> **Exercise requirements**
Somewhere below is a line with "for source in" and, later, a line with "let content = String::from_utf8_lossy(&bytes);"; repeat those two lines and all the lines between them, exactly as they are.

> **Saved entries**
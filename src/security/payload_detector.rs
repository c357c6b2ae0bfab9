use crate::config::{CorpusConfig, DetectionConfig};
use crate::security::request::{truncate_bytes, RequestDescriptor};
use crate::security::rules::{classify_literal, compile_payload_rules, CompiledRule};
use crate::security::verdict::AttackType;
use aho_corasick::{AhoCorasick, AhoCorasickBuilder, MatchKind};
use std::collections::BTreeSet;
use std::fs;
use std::path::Path;
use tracing::{debug, info, warn};

const MAX_MATCHED_PAYLOAD: usize = 256;

/// Outcome of a payload scan.
#[derive(Debug, Clone, PartialEq)]
pub struct Detection {
    pub is_malicious: bool,
    pub attack_type: Option<AttackType>,
    pub matched_payload: Option<String>,
}

impl Detection {
    pub fn clean() -> Self {
        Self {
            is_malicious: false,
            attack_type: None,
            matched_payload: None,
        }
    }

    /// Detected result; the payload is cut to 256 bytes on a char boundary.
    pub fn detected(attack_type: AttackType, payload: &str) -> Self {
        Self {
            is_malicious: true,
            attack_type: Some(attack_type),
            matched_payload: Some(truncate_bytes(payload, MAX_MATCHED_PAYLOAD)),
        }
    }
}

/// Literal corpus plus compiled category rules. Immutable after construction.
pub struct PayloadDetector {
    case_sensitive: bool,
    literals: Vec<String>,
    automaton: Option<AhoCorasick>,
    rules: Vec<CompiledRule>,
    files_loaded: usize,
    corpus_available: bool,
}

impl PayloadDetector {
    pub fn new(corpus: &CorpusConfig, detection: &DetectionConfig) -> Self {
        let (literals, files_loaded, corpus_available) = if corpus.enabled {
            load_corpus(Path::new(&corpus.path), corpus.case_sensitive)
        } else {
            info!("Payload corpus disabled");
            (Vec::new(), 0, false)
        };

        let mut detector = Self::from_literals(literals, corpus.case_sensitive, detection);
        detector.files_loaded = files_loaded;
        detector.corpus_available = corpus_available;
        detector
    }

    /// Build from an in-memory corpus. If the literal automaton cannot be
    /// built the detector keeps running on the category rules alone.
    pub fn from_literals(literals: Vec<String>, case_sensitive: bool, detection: &DetectionConfig) -> Self {
        let literals: Vec<String> = literals
            .into_iter()
            .map(|literal| literal.trim().to_string())
            .filter(|literal| !literal.is_empty())
            .map(|literal| if case_sensitive { literal } else { literal.to_lowercase() })
            .collect::<BTreeSet<_>>()
            .into_iter()
            .collect();

        let automaton = build_automaton(&literals);

        let rules = compile_payload_rules(detection);

        info!(
            payloads = literals.len(),
            patterns = rules.len(),
            "Payload detector initialized"
        );

        Self {
            case_sensitive,
            literals,
            automaton,
            rules,
            files_loaded: 0,
            corpus_available: true,
        }
    }

    /// Whether corpus literals take part in detection.
    pub fn literal_matching(&self) -> bool {
        self.automaton.is_some()
    }

    pub fn payload_count(&self) -> usize {
        self.literals.len()
    }

    pub fn pattern_count(&self) -> usize {
        self.rules.len()
    }

    pub fn files_loaded(&self) -> usize {
        self.files_loaded
    }

    /// False when the corpus directory was configured but missing.
    pub fn corpus_available(&self) -> bool {
        self.corpus_available
    }

    pub fn detect(&self, request: &RequestDescriptor) -> Detection {
        let fragments = self.fragments(request);

        if let Some(automaton) = &self.automaton {
            for fragment in &fragments {
                if let Some(found) = automaton.find(fragment.as_str()) {
                    let literal = &self.literals[found.pattern().as_usize()];
                    let attack_type = classify_literal(literal, fragment);
                    debug!(attack_type = %attack_type, "Corpus literal matched");
                    return Detection::detected(attack_type, literal);
                }
            }
        }

        for rule in &self.rules {
            for fragment in &fragments {
                if let Some(found) = rule.regex.find(fragment) {
                    debug!(attack_type = %rule.attack_type, "Detection rule matched");
                    return Detection::detected(rule.attack_type, found.as_str());
                }
            }
        }

        Detection::clean()
    }

    /// Searchable views of the request, each followed by its case-folded form
    /// when matching is case-insensitive.
    fn fragments(&self, request: &RequestDescriptor) -> Vec<String> {
        let sources = [
            request.url.clone(),
            request.query_string(),
            request.header_string(),
            request.body.clone(),
            request.effective_user_agent().to_string(),
        ];

        let mut fragments = Vec::with_capacity(sources.len() * 2);
        for source in sources {
            if source.is_empty() {
                continue;
            }
            if !self.case_sensitive {
                let folded = source.to_lowercase();
                fragments.push(source);
                fragments.push(folded);
            } else {
                fragments.push(source);
            }
        }
        fragments
    }
}

fn build_automaton(literals: &[String]) -> Option<AhoCorasick> {
    if literals.is_empty() {
        return None;
    }

    match AhoCorasickBuilder::new()
        .match_kind(MatchKind::LeftmostFirst)
        .build(literals)
    {
        Ok(automaton) => Some(automaton),
        Err(e) => {
            warn!(error = %e, payloads = literals.len(), "Failed to build literal matcher; using detection rules only");
            None
        }
    }
}

/// Recursively read `.txt` files, skipping hidden directories. Returns the
/// literals, the number of files read and whether the directory existed.
fn load_corpus(root: &Path, case_sensitive: bool) -> (Vec<String>, usize, bool) {
    if !root.exists() {
        warn!(path = %root.display(), "Payload corpus path not found; literal matching disabled");
        return (Vec::new(), 0, false);
    }

    let mut literals = Vec::new();
    let mut files_loaded = 0usize;
    let mut pending = vec![root.to_path_buf()];

    while let Some(dir) = pending.pop() {
        let entries = match fs::read_dir(&dir) {
            Ok(entries) => entries,
            Err(e) => {
                warn!(path = %dir.display(), error = %e, "Failed to read corpus directory");
                continue;
            }
        };

        for entry in entries.flatten() {
            let path = entry.path();
            let hidden = entry.file_name().to_string_lossy().starts_with('.');

            if path.is_dir() {
                if !hidden {
                    pending.push(path);
                }
                continue;
            }

            if path.extension().and_then(|ext| ext.to_str()) != Some("txt") {
                continue;
            }

            match fs::read(&path) {
                Ok(bytes) => {
                    let content = String::from_utf8_lossy(&bytes);
                    literals.extend(
                        content
                            .lines()
                            .map(str::trim)
                            .filter(|line| !line.is_empty() && !line.starts_with('#'))
                            .map(|line| if case_sensitive { line.to_string() } else { line.to_lowercase() }),
                    );
                    files_loaded += 1;
                }
                Err(e) => {
                    warn!(path = %path.display(), error = %e, "Failed to load corpus file");
                }
            }
        }
    }

    info!(
        path = %root.display(),
        files = files_loaded,
        payloads = literals.len(),
        "Loaded payload corpus"
    );
    (literals, files_loaded, true)
}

> **Expected answer**
        for source in sources {
            if source.is_empty() {
                continue;
            }
            if !self.case_sensitive {
                let folded = source.to_lowercase();
                fragments.push(source);
                fragments.push(folded);
            } else {
                fragments.push(source);
            }
        }
        fragments
    }
}

fn build_automaton(literals: &[String]) -> Option<AhoCorasick> {
    if literals.is_empty() {
        return None;
    }

    match AhoCorasickBuilder::new()
        .match_kind(MatchKind::LeftmostFirst)
        .build(literals)
    {
        Ok(automaton) => Some(automaton),
        Err(e) => {
            warn!(error = %e, payloads = literals.len(), "Failed to build literal matcher; using detection rules only");
            None
        }
    }
}

/// Recursively read `.txt` files, skipping hidden directories. Returns the
/// literals, the number of files read and whether the directory existed.
fn load_corpus(root: &Path, case_sensitive: bool) -> (Vec<String>, usize, bool) {
    if !root.exists() {
        warn!(path = %root.display(), "Payload corpus path not found; literal matching disabled");
        return (Vec::new(), 0, false);
    }

    let mut literals = Vec::new();
    let mut files_loaded = 0usize;
    let mut pending = vec![root.to_path_buf()];

    while let Some(dir) = pending.pop() {
        let entries = match fs::read_dir(&dir) {
            Ok(entries) => entries,
            Err(e) => {
                warn!(path = %dir.display(), error = %e, "Failed to read corpus directory");
                continue;
            }
        };

        for entry in entries.flatten() {
            let path = entry.path();
            let hidden = entry.file_name().to_string_lossy().starts_with('.');

            if path.is_dir() {
                if !hidden {
                    pending.push(path);
                }
                continue;
            }

            if path.extension().and_then(|ext| ext.to_str()) != Some("txt") {
                continue;
            }

            match fs::read(&path) {
                Ok(bytes) => {
                    let content = String::from_utf8_lossy(&bytes);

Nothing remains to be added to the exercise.